Carry Nation - An Original Social Justice Warrior

by Kim D.

We live in an era where the antics of the Social Justice Warrior (SJW) are amazing, if not downright laughable. The general viewpoints touted by the SJWs are so much in the minority, they find it excessively frustrating to win over hearts and minds of the populace and, therefore, turn to verbal and/or physical violence.  They make their opinions known by screaming the loudest, making their causes appear larger and more popular than they really are.

Take the example of Carry A. Nation, one of the original social justice warriors, who was determined to rid the country of what she saw was the number one evil of her time - alcohol. According to the Kansas Historical Society, Carry (born in 1846) married rather poorly to an insufferable drunk, whom she divorced after the birth of a child. 
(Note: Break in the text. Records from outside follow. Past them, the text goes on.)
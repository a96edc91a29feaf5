#![allow(dead_code)]

use axum::{
    body::Body,
    extract::State,
    http::{Method, Request, StatusCode},
    routing::get,
    Json, Router,
};
use cruddy::{
    policy_fn, AppError, Cardinality, ColumnDef, ControllerExtension, FieldType, ListQuery, MemoryAdapter,
    ModelCatalog, ModelDef, Operation, PolicyScope, RelationshipDef, Registry, Resource, ResourceContext, SchemaDef,
    Secondary,
};
use serde_json::{json, Value};
use std::sync::Arc;
use tower::ServiceExt;

pub const PREFIX: &str = "/api";

pub fn catalog() -> ModelCatalog {
    let mut c = ModelCatalog::new();
    c.add_model(
        ModelDef::new("Group", "groups", "id")
            .column(ColumnDef::new("id", "text").not_null())
            .column(ColumnDef::new("name", "text")),
    )
    .unwrap();
    c.add_model(
        ModelDef::new("User", "users", "id")
            .column(ColumnDef::new("id", "bigserial").not_null().with_default())
            .column(ColumnDef::new("name", "text"))
            .column(ColumnDef::new("group_id", "text")),
    )
    .unwrap();
    c.relationship(RelationshipDef {
        model: "Group".into(),
        name: "users".into(),
        target: "User".into(),
        cardinality: Cardinality::OneToMany,
        local_column: "id".into(),
        remote_column: "group_id".into(),
        secondary: None,
    })
    .relationship(RelationshipDef {
        model: "Group".into(),
        name: "members".into(),
        target: "User".into(),
        cardinality: Cardinality::ManyToMany,
        local_column: "id".into(),
        remote_column: "id".into(),
        secondary: Some(Secondary {
            schema: None,
            table: "group_members".into(),
            local_column: "group_id".into(),
            remote_column: "user_id".into(),
        }),
    })
    .relationship(RelationshipDef {
        model: "User".into(),
        name: "group".into(),
        target: "Group".into(),
        cardinality: Cardinality::ManyToOne,
        local_column: "group_id".into(),
        remote_column: "id".into(),
        secondary: None,
    });
    c
}

struct CountRoute;

async fn count(State(ctx): State<Arc<ResourceContext>>) -> Result<Json<Value>, AppError> {
    let listing = ctx.repository.get_all(&ListQuery::default()).await?;
    Ok(Json(json!({ "count": listing.page.total })))
}

impl ControllerExtension for CountRoute {
    fn extend(&self, router: Router<Arc<ResourceContext>>, ctx: &ResourceContext) -> Router<Arc<ResourceContext>> {
        router.route(&ctx.route_path("/count"), get(count))
    }
}

pub fn group_resource(c: &ModelCatalog, db: Arc<MemoryAdapter>) -> Resource {
    Resource::builder(c.model("Group").unwrap())
        .adapter(db)
        .create_schema(
            SchemaDef::new("GroupCreate")
                .field("id", FieldType::String)
                .field("name", FieldType::String),
        )
        .update_schema(SchemaDef::new("GroupUpdate").optional("name", FieldType::String))
        .response_schema(
            SchemaDef::new("GroupView")
                .field("id", FieldType::String)
                .field("name", FieldType::String),
        )
        .protected_relationships(["members"])
        .policy(
            Operation::Delete,
            policy_fn(|r| {
                if r.headers.contains_key("x-session") {
                    Ok(())
                } else {
                    Err(AppError::Unauthorized("session required".into()))
                }
            }),
        )
        .controller_extension(Arc::new(CountRoute))
        .build()
        .unwrap()
}

pub fn user_resource(c: &ModelCatalog, db: Arc<MemoryAdapter>) -> Resource {
    Resource::builder(c.model("User").unwrap())
        .adapter(db)
        .create_schema(
            SchemaDef::new("UserCreate")
                .field("name", FieldType::String)
                .optional("group_id", FieldType::String),
        )
        .update_schema(
            SchemaDef::new("UserUpdate")
                .optional("name", FieldType::String)
                .optional("group_id", FieldType::String),
        )
        .response_schema(
            SchemaDef::new("UserView")
                .field("id", FieldType::Integer)
                .field("name", FieldType::String)
                .optional("group_id", FieldType::String),
        )
        .policy(PolicyScope::Universal, policy_fn(|_| Ok(())))
        .disable(Operation::Delete)
        .build()
        .unwrap()
}

/// Group + User sharing one in-memory store, resolved.
pub fn resolved_registry() -> (Registry, Arc<MemoryAdapter>) {
    let mut c = catalog();
    let db = Arc::new(MemoryAdapter::new());
    let mut reg = Registry::new(PREFIX);
    reg.register(group_resource(&c, db.clone())).unwrap();
    reg.register(user_resource(&c, db.clone())).unwrap();
    c.configure().unwrap();
    reg.finalize(&c).unwrap();
    (reg, db)
}

pub fn router() -> Router {
    resolved_registry().0.router().unwrap()
}

pub async fn send(app: &Router, method: Method, uri: &str, body: Option<Value>) -> (StatusCode, Value) {
    send_with(app, method, uri, body, &[]).await
}

pub async fn send_with(
    app: &Router,
    method: Method,
    uri: &str,
    body: Option<Value>,
    headers: &[(&str, &str)],
) -> (StatusCode, Value) {
    let mut builder = Request::builder().method(method).uri(uri);
    for (k, v) in headers {
        builder = builder.header(*k, *v);
    }
    let req = match body {
        Some(b) => builder
            .header("content-type", "application/json")
            .body(Body::from(b.to_string()))
            .unwrap(),
        None => builder.body(Body::empty()).unwrap(),
    };
    let resp = app.clone().oneshot(req).await.unwrap();
    let status = resp.status();
    let bytes = axum::body::to_bytes(resp.into_body(), usize::MAX).await.unwrap();
    let value = if bytes.is_empty() {
        Value::Null
    } else {
        serde_json::from_slice(&bytes).unwrap_or(Value::Null)
    };
    (status, value)
}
The next marriage to David Nation would be a slightly better experience, being he was in the clergy.  As a minister's wife, Carry would find salvation through God's Biblical word and become a leader in the religious community of Kansas, organizing a chapter of the Woman's Christian Temperance Union (WCTU).
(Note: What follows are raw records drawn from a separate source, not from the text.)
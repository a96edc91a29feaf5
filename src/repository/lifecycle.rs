//! Before/after hooks around repository operations.

use crate::error::AppError;
use async_trait::async_trait;
use serde_json::Value;
use std::collections::HashMap;
use std::fmt;
use std::sync::Arc;

#[derive(Clone, Copy, Debug, PartialEq, Eq, Hash)]
pub enum Stage {
    Before,
    After,
}

#[derive(Clone, Copy, Debug, PartialEq, Eq, Hash)]
pub enum Action {
    Create,
    Update,
    Delete,
    GetOne,
    GetAll,
    SetRelations,
}

/// A hook receives the operation payload and may rewrite it in place.
///
/// Before-hooks see the input (create/update body, id, list query, relation ids);
/// after-hooks see the result (record, list of rows, relation ids).
#[async_trait]
pub trait LifecycleHook: Send + Sync {
    async fn call(&self, data: &mut Value) -> Result<(), AppError>;
}

struct FnHook<F>(F);

#[async_trait]
impl<F> LifecycleHook for FnHook<F>
where
    F: Fn(&mut Value) -> Result<(), AppError> + Send + Sync,
{
    async fn call(&self, data: &mut Value) -> Result<(), AppError> {
        (self.0)(data)
    }
}

/// Wrap a synchronous closure as a hook.
pub fn hook_fn<F>(f: F) -> Arc<dyn LifecycleHook>
where
    F: Fn(&mut Value) -> Result<(), AppError> + Send + Sync + 'static,
{
    Arc::new(FnHook(f))
}

#[derive(Clone, Default)]
pub struct Lifecycle {
    hooks: HashMap<(Stage, Action), Arc<dyn LifecycleHook>>,
}

impl fmt::Debug for Lifecycle {
    fn fmt(&self, f: &mut fmt::Formatter<'_>) -> fmt::Result {
        f.debug_struct("Lifecycle")
            .field("hooks", &self.hooks.keys().collect::<Vec<_>>())
            .finish()
    }
}

impl Lifecycle {
    /// Set the hook for one slot. A later call for the same slot replaces it.
    pub fn set(&mut self, stage: Stage, action: Action, hook: Arc<dyn LifecycleHook>) {
        self.hooks.insert((stage, action), hook);
    }

    pub fn has(&self, stage: Stage, action: Action) -> bool {
        self.hooks.contains_key(&(stage, action))
    }

    pub async fn run(&self, stage: Stage, action: Action, data: &mut Value) -> Result<(), AppError> {
        if let Some(hook) = self.hooks.get(&(stage, action)) {
            tracing::debug!(?stage, ?action, "lifecycle hook");
            hook.call(data).await?;
        }
        Ok(())
    }
}
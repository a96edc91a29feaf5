//! Persistence adapters. Records travel as JSON objects keyed by column name.

mod memory;
mod postgres;

pub use memory::MemoryAdapter;
pub use postgres::{row_to_json, AdapterParams, PostgresAdapter};

use crate::error::AppError;
use crate::model::{ModelDef, RelationshipDescriptor};
use crate::query::{ListQuery, Page};
use async_trait::async_trait;
use serde_json::{Map, Value};

#[async_trait]
pub trait Adapter: Send + Sync {
    /// Short name for logs ("postgresql", "memory").
    fn kind(&self) -> &'static str;

    /// Insert one record; returns the stored row including generated keys.
    async fn insert(&self, model: &ModelDef, values: &Map<String, Value>) -> Result<Value, AppError>;

    async fn fetch_one(&self, model: &ModelDef, id: &Value) -> Result<Option<Value>, AppError>;

    async fn fetch_page(&self, model: &ModelDef, query: &ListQuery) -> Result<Page, AppError>;

    /// Update columns present in `values`; returns the updated row or None when absent.
    async fn update(&self, model: &ModelDef, id: &Value, values: &Map<String, Value>)
        -> Result<Option<Value>, AppError>;

    /// Delete by id; returns the deleted row or None when absent.
    async fn delete(&self, model: &ModelDef, id: &Value) -> Result<Option<Value>, AppError>;

    /// Rows of `rel.target` related to the `model` record with primary key `id`.
    async fn fetch_related(
        &self,
        model: &ModelDef,
        rel: &RelationshipDescriptor,
        id: &Value,
        query: &ListQuery,
    ) -> Result<Page, AppError>;

    /// Replace the to-many relation of record `id` with the target records whose primary keys are `ids`.
    async fn set_relations(
        &self,
        model: &ModelDef,
        rel: &RelationshipDescriptor,
        id: &Value,
        ids: &[Value],
    ) -> Result<(), AppError>;

    /// Liveness check used by the readiness route.
    async fn ping(&self) -> Result<(), AppError>;
}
The WCTU's mission was to enforce state liquor laws. Originating in Ohio in 1874, the organization mainly followed the principles of  "non-violent protest against the dangers of alcohol. Normally quiet housewives dropped to their knees in pray-ins in local saloons and demanded that the sale of liquor be stopped." However, Carry did not find religious, non-violent tactics to be working in Kansas. She prayed for answers and believed she was given divine inspiration which led her to gather a group a like-minded SJWs to form what she called the "Home Defenders":
Nation and her “Home Defenders" conducted their first raid in December 1894 at a local “pharmacy.” Nation led the group into the store and announced, “Mr. Day, the ladies of the WCTU want to see what you have in here,” she said.  “Women, this is whiskey.” The women overturned a keg, rolled it out the door, and smashed the contents on the ground, which they lit and burned. 
Armed with a brickbat, Nation attacked as many as six bars in Kiowa in June 1900. On December 27, 1900, the women smashed the elaborate bar in the Hotel Carey in Wichita. It was here that Nation began using a hatchet. 
Imagine hanging out at the bar and seeing a rather pious godly woman walk in wielding a hatchet. Imagine the horror at witnessing this woman, whom history records as standing six feet tall and weighing nearly 200 pounds, begin smashing everything in sight. 

Signs soon appeared in bars boasting "All Nations Welcome but Carrie" as well as hatchets bearing Nation's resemblance. Carry eventually realized her SJW method of forced acceptance of her beliefs was not achieving her intended goal of banning alcohol.

Growing weary of arrests and her diminished reputation as a religious leader, she put down the hatchet and resorted to editing propaganda in the Smasher's Mail, where she continued her war on hooch. Soon after her husband filed for divorce, citing desertion, and Carrie moved to Arkansas, residing at what she named Hatchet Hall, "a boarding house for widows, battered women and college girls."  

Carry is remembered for her famed words "I have done what I could." She died in 1911, the year after suffering a nervous breakdown which denied her seeing women earn the right to vote or the temporary prohibition of her declared Satan - alcohol.